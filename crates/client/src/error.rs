//! Action error handling with Sentry integration.
//!
//! Provides a unified `ActionError` type returned by every view action.
//! Each error maps to exactly one user notice; internal errors are captured
//! to Sentry before the notice is produced and never leak their detail.

use thiserror::Error;

use crate::api::ApiError;
use crate::cart::CartError;
use crate::notice::Notice;
use crate::storage::StorageError;

/// Notice shown for any transport failure.
pub const CONNECTION_ERROR: &str = "Connection error";

/// Action-level error type for the storefront client.
#[derive(Debug, Error)]
pub enum ActionError {
    /// A local precondition failed; no request was made.
    #[error("Validation: {0}")]
    Validation(String),

    /// The server refused the request. The message is user-facing.
    #[error("Rejected: {0}")]
    Rejected(String),

    /// No response was received.
    #[error("Connectivity: {0}")]
    Connectivity(#[source] reqwest::Error),

    /// A response did not match its schema.
    #[error("Unexpected response from {endpoint}: {source}")]
    UnexpectedShape {
        endpoint: String,
        #[source]
        source: serde_json::Error,
    },

    /// Durable storage could not be written.
    #[error("Storage error: {0}")]
    Storage(#[from] StorageError),

    /// A page template failed to render.
    #[error("Render error: {0}")]
    Render(#[from] askama::Error),

    /// Internal error.
    #[error("Internal error: {0}")]
    Internal(String),
}

impl ActionError {
    /// Shorthand for a validation failure.
    #[must_use]
    pub fn validation(message: impl Into<String>) -> Self {
        Self::Validation(message.into())
    }

    /// Classify an API error.
    ///
    /// A rejection with a server reason becomes `"{context}: {reason}"`;
    /// without one the `fallback` message is used.
    #[must_use]
    pub fn from_api(err: ApiError, context: &str, fallback: &str) -> Self {
        match err {
            ApiError::Http(source) => Self::Connectivity(source),
            ApiError::Rejected {
                reason: Some(reason),
                ..
            } => Self::Rejected(format!("{context}: {reason}")),
            ApiError::Rejected { reason: None, .. } => Self::Rejected(fallback.to_string()),
            ApiError::UnexpectedShape { endpoint, source } => {
                Self::UnexpectedShape { endpoint, source }
            }
            err @ (ApiError::InvalidEndpoint { .. } | ApiError::Body(_)) => {
                Self::Internal(err.to_string())
            }
        }
    }

    /// The notice shown to the user for this error.
    #[must_use]
    pub fn notice(&self) -> Notice {
        match self {
            Self::Validation(message) => Notice::warning(message.clone()),
            Self::Rejected(message) => Notice::error(message.clone()),
            Self::Connectivity(_) => Notice::error(CONNECTION_ERROR),
            Self::UnexpectedShape { .. } => Notice::error("Unexpected response from the server"),
            Self::Storage(_) => Notice::error("Could not save local data"),
            Self::Render(_) => Notice::error("Could not display the page"),
            Self::Internal(_) => Notice::error("Something went wrong"),
        }
    }

    /// Record the error and return its notice.
    #[must_use]
    pub fn into_notice(self) -> Notice {
        self.report();
        self.notice()
    }

    /// Log the error; internal failures are also captured to Sentry.
    pub fn report(&self) {
        match self {
            Self::UnexpectedShape { .. } | Self::Storage(_) | Self::Render(_) | Self::Internal(_) => {
                let event_id = sentry::capture_error(self);
                tracing::error!(
                    error = %self,
                    sentry_event_id = %event_id,
                    "Action error"
                );
            }
            Self::Connectivity(source) => {
                tracing::warn!(error = %source, "API unreachable");
            }
            Self::Validation(_) | Self::Rejected(_) => {
                tracing::debug!(error = %self, "Action refused");
            }
        }
    }
}

impl From<CartError> for ActionError {
    fn from(err: CartError) -> Self {
        match err {
            CartError::IndexOutOfRange { index, .. } => {
                Self::Validation(format!("No item at position {}", index + 1))
            }
            CartError::Storage(err) => Self::Storage(err),
        }
    }
}

/// Result type alias for `ActionError`.
pub type Result<T> = std::result::Result<T, ActionError>;

/// Set the Sentry user context after authentication.
pub fn set_sentry_user(user_id: &impl ToString, username: &str) {
    sentry::configure_scope(|scope| {
        scope.set_user(Some(sentry::User {
            id: Some(user_id.to_string()),
            username: Some(username.to_string()),
            ..Default::default()
        }));
    });
}

/// Clear the Sentry user context on logout.
pub fn clear_sentry_user() {
    sentry::configure_scope(|scope| {
        scope.set_user(None);
    });
}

•••••

Reproduce the material above without altering a single character.

filename crates/client/src/error.rs
//! Action error handling with Sentry integration.
//!
//! Provides a unified `ActionError` type returned by every view action.
//! Each error maps to exactly one user notice; internal errors are captured
//! to Sentry before the notice is produced and never leak their detail.

use thiserror::Error;

use crate::api::ApiError;
use crate::cart::CartError;
use crate::notice::Notice;
use crate::storage::StorageError;

/// Notice shown for any transport failure.
pub const CONNECTION_ERROR: &str = "Connection error";

/// Action-level error type for the storefront client.
#[derive(Debug, Error)]
pub enum ActionError {
    /// A local precondition failed; no request was made.
    #[error("Validation: {0}")]
    Validation(String),

    /// The server refused the request. The message is user-facing.
    #[error("Rejected: {0}")]
    Rejected(String),

    /// No response was received.
    #[error("Connectivity: {0}")]
    Connectivity(#[source] reqwest::Error),

    /// A response did not match its schema.
    #[error("Unexpected response from {endpoint}: {source}")]
    UnexpectedShape {
        endpoint: String,
        #[source]
        source: serde_json::Error,
    },

    /// Durable storage could not be written.
    #[error("Storage error: {0}")]
    Storage(#[from] StorageError),

    /// A page template failed to render.
    #[error("Render error: {0}")]
    Render(#[from] askama::Error),

    /// Internal error.
    #[error("Internal error: {0}")]
    Internal(String),
}

impl ActionError {
    /// Shorthand for a validation failure.
    #[must_use]
    pub fn validation(message: impl Into<String>) -> Self {
        Self::Validation(message.into())
    }

    /// Classify an API error.
    ///
    /// A rejection with a server reason becomes `"{context}: {reason}"`;
    /// without one the `fallback` message is used.
    #[must_use]
    pub fn from_api(err: ApiError, context: &str, fallback: &str) -> Self {
        match err {
            ApiError::Http(source) => Self::Connectivity(source),
            ApiError::Rejected {
                reason: Some(reason),
                ..
            } => Self::Rejected(format!("{context}: {reason}")),
            ApiError::Rejected { reason: None, .. } => Self::Rejected(fallback.to_string()),
            ApiError::UnexpectedShape { endpoint, source } => {
                Self::UnexpectedShape { endpoint, source }
            }
            err @ (ApiError::InvalidEndpoint { .. } | ApiError::Body(_)) => {
                Self::Internal(err.to_string())
            }
        }
    }

    /// The notice shown to the user for this error.
    #[must_use]
    pub fn notice(&self) -> Notice {
        match self {
            Self::Validation(message) => Notice::warning(message.clone()),
            Self::Rejected(message) => Notice::error(message.clone()),
            Self::Connectivity(_) => Notice::error(CONNECTION_ERROR),
            Self::UnexpectedShape { .. } => Notice::error("Unexpected response from the server"),
            Self::Storage(_) => Notice::error("Could not save local data"),
            Self::Render(_) => Notice::error("Could not display the page"),
            Self::Internal(_) => Notice::error("Something went wrong"),
        }
    }

    /// Record the error and return its notice.
    #[must_use]
    pub fn into_notice(self) -> Notice {
        self.report();
        self.notice()
    }

    /// Log the error; internal failures are also captured to Sentry.
    pub fn report(&self) {
        match self {
            Self::UnexpectedShape { .. } | Self::Storage(_) | Self::Render(_) | Self::Internal(_) => {
                let event_id = sentry::capture_error(self);
                tracing::error!(
                    error = %self,
                    sentry_event_id = %event_id,
                    "Action error"
                );
            }
            Self::Connectivity(source) => {
                tracing::warn!(error = %source, "API unreachable");
            }
            Self::Validation(_) | Self::Rejected(_) => {
                tracing::debug!(error = %self, "Action refused");
            }
        }
    }
}

impl From<CartError> for ActionError {
    fn from(err: CartError) -> Self {
        match err {
            CartError::IndexOutOfRange { index, .. } => {
                Self::Validation(format!("No item at position {}", index + 1))
            }
            CartError::Storage(err) => Self::Storage(err),
        }
    }
}

/// Result type alias for `ActionError`.
pub type Result<T> = std::result::Result<T, ActionError>;

/// Set the Sentry user context after authentication.
pub fn set_sentry_user(user_id: &impl ToString, username: &str) {
    sentry::configure_scope(|scope| {
        scope.set_user(Some(sentry::User {
            id: Some(user_id.to_string()),
            username: Some(username.to_string()),
            ..Default::default()
        }));
    });
}

/// Clear the Sentry user context on logout.
pub fn clear_sentry_user() {
    sentry::configure_scope(|scope| {
        scope.set_user(None);
    });
}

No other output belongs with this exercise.